• **Provided records**
######
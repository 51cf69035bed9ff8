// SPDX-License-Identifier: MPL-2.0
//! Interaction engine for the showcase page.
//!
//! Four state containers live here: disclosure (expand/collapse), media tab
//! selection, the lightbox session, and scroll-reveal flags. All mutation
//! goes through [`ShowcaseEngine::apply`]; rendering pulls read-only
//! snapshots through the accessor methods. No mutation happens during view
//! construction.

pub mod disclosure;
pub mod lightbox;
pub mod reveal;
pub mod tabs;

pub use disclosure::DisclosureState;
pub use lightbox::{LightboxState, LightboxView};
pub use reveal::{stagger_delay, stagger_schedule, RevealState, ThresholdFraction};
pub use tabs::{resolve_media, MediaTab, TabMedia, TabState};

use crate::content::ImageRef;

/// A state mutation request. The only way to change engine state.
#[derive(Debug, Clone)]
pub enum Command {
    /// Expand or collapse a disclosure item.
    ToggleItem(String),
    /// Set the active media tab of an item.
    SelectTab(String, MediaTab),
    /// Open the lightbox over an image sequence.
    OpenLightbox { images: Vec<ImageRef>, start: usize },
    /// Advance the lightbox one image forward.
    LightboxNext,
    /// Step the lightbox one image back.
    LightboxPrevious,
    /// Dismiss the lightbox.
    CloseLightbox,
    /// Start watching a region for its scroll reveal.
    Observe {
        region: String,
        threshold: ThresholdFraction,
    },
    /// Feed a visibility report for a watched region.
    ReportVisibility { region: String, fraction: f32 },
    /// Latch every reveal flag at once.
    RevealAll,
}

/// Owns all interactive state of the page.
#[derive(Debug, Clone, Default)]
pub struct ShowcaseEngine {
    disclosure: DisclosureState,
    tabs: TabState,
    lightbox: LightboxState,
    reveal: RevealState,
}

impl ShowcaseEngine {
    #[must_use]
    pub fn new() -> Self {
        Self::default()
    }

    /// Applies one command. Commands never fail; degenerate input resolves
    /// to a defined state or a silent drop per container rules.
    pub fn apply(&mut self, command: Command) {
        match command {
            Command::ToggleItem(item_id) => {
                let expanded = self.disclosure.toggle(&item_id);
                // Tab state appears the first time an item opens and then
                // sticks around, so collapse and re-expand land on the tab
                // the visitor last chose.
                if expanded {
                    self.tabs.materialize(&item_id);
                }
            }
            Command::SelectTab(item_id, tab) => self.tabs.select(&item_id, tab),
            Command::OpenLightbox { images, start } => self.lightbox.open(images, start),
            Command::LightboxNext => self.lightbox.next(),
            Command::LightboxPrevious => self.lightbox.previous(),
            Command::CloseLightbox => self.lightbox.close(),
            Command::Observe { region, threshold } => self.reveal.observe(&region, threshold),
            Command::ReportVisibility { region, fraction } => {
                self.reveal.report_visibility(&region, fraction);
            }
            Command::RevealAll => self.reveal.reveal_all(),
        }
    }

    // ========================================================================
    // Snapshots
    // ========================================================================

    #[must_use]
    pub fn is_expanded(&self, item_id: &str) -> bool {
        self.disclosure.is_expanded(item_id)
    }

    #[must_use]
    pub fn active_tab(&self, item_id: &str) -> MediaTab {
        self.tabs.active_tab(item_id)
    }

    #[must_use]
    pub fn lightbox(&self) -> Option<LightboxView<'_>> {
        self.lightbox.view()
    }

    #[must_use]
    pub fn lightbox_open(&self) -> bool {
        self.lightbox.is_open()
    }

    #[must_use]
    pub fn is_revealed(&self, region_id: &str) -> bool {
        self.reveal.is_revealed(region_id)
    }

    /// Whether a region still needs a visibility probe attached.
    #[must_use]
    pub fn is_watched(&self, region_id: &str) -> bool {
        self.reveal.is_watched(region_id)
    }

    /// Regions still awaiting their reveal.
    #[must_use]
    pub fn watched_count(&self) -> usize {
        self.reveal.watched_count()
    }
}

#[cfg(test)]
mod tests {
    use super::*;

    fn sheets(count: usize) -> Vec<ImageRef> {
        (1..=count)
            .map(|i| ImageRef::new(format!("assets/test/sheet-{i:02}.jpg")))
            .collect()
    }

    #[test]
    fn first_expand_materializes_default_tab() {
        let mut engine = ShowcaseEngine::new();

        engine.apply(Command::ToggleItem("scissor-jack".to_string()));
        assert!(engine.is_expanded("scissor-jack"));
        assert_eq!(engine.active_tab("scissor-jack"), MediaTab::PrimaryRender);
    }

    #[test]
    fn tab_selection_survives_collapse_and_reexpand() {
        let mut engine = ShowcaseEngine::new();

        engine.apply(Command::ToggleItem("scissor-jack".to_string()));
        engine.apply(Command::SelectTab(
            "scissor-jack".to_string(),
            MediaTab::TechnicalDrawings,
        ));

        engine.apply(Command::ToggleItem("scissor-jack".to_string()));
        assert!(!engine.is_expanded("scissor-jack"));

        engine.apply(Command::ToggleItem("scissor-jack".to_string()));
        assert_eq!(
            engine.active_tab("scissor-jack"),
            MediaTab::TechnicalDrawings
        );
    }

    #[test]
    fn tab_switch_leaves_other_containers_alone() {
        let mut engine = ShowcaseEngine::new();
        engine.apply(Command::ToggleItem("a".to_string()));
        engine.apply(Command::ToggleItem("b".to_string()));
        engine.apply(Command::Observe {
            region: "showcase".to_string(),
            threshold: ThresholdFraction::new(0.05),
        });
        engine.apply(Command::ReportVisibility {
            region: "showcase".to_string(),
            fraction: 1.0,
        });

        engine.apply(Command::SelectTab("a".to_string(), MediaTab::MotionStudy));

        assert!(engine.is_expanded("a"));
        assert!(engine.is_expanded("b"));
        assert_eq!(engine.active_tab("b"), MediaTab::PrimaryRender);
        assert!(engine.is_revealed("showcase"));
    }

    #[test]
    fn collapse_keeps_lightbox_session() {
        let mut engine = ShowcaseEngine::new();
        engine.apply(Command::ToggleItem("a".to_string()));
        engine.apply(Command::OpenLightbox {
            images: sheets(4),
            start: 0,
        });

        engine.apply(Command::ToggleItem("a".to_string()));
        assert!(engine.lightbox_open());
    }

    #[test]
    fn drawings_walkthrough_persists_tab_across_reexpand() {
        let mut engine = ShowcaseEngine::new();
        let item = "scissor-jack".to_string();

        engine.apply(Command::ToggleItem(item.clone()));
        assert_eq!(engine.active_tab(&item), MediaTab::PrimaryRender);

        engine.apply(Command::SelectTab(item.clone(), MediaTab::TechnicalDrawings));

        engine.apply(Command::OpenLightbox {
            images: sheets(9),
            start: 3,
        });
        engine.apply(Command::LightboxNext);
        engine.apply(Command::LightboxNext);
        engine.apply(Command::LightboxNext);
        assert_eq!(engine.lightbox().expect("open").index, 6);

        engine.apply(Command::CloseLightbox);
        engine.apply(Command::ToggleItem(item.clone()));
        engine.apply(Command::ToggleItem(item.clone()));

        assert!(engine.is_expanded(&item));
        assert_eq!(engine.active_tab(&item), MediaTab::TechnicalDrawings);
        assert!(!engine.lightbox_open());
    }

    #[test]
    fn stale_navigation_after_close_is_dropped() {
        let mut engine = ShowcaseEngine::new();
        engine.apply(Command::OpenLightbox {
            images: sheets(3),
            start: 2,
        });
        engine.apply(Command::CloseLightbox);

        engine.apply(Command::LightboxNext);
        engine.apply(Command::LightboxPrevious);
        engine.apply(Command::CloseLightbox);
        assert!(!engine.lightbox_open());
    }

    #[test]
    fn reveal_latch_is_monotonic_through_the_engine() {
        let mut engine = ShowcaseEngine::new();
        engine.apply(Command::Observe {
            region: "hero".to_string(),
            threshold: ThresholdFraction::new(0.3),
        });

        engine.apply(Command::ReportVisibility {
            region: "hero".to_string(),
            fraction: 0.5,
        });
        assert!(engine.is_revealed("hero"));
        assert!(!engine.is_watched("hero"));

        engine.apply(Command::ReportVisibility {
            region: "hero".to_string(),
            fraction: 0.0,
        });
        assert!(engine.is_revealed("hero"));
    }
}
######
• **Task to complete**
Going down the listing above, begin printing at the line with "assert!(engine.lightbox_open());" and finish with the line with "assert_eq!(engine.active_tab(&item), MediaTab::PrimaryRender);", exactly as they appear.

• **Reply to the exercise**
        assert!(engine.lightbox_open());
    }

    #[test]
    fn drawings_walkthrough_persists_tab_across_reexpand() {
        let mut engine = ShowcaseEngine::new();
        let item = "scissor-jack".to_string();

        engine.apply(Command::ToggleItem(item.clone()));
        assert_eq!(engine.active_tab(&item), MediaTab::PrimaryRender);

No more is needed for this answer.